Tell her on my honor, I will set the wedding dress on fire
when I’m good & ready or she can bury me in it.

--Emily Skaja

So, a further thought. What's with all the ampersands? Skaja has done away with every "and" that might have occurred here, and why not? Ands don't do much and ampersands look so much more muscular. Do they change the meaning &/or impact of the things they conjoin?

Let's see: There's "swamp-woods & parasitic ash," there's "gun salutes & blackbirds," there's "heat-haze & where is that witch girl," & there is also "good & ready." It's not hard to imagine Emily Skaja, finally good & ready, thinking, "I don't need no stinking' and.

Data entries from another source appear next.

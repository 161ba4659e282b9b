//! The two Merkle commitments the sequencing pipeline maintains: the
//! per-block info tree over transaction outcomes, and the dense L1 info
//! tree over global-exit-root publications.

pub use self::{
    block_info_tree::{BlockInfoTree, BlockInfoTreeError, BlockPreamble, BlockTxLeaf},
    l1_info_tree::{L1InfoTree, L1InfoTreeError},
};

mod block_info_tree;
mod l1_info_tree;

And while we're at scattered postscripts, I have to say that I have a poem of my own that includes respect for witch -girls, notably "Julie Anna, you were a witch baby, wise with foreknowledge."

Here is that poem:

Love to Babies
Nathan Night Rain,
you were an infant with
apple cheeks and patience.

Julie Anna,
you were a witch baby,
wise with foreknowledge.

And Brendan Isaac,
you were king baby
with windmill arms and bicycle legs,
wailing your loud strong music.

As Isaac brought joy
to Abraham and Sarah,
with a handful of weight,
with the heat of new beginning,
with the scent of everything to come,
so have you brought
gift after gift after gift

of Nate asleep on my heart,
warm weight waxing,
innocent of his fierce protector;

of Julie at midnight recalled,
fresh weight needing nothing
but that which was freely given;

of yourself,
urgent and new;

all of you, gift after gift after gift
to a father stirred and grateful
that the elements combined as you.

1 comment:

Margaret said...

Thank you for introducing me to Skaja, and thanks too for reminding me of your poem to your (all grown up) babies. Really love that one, Jeff.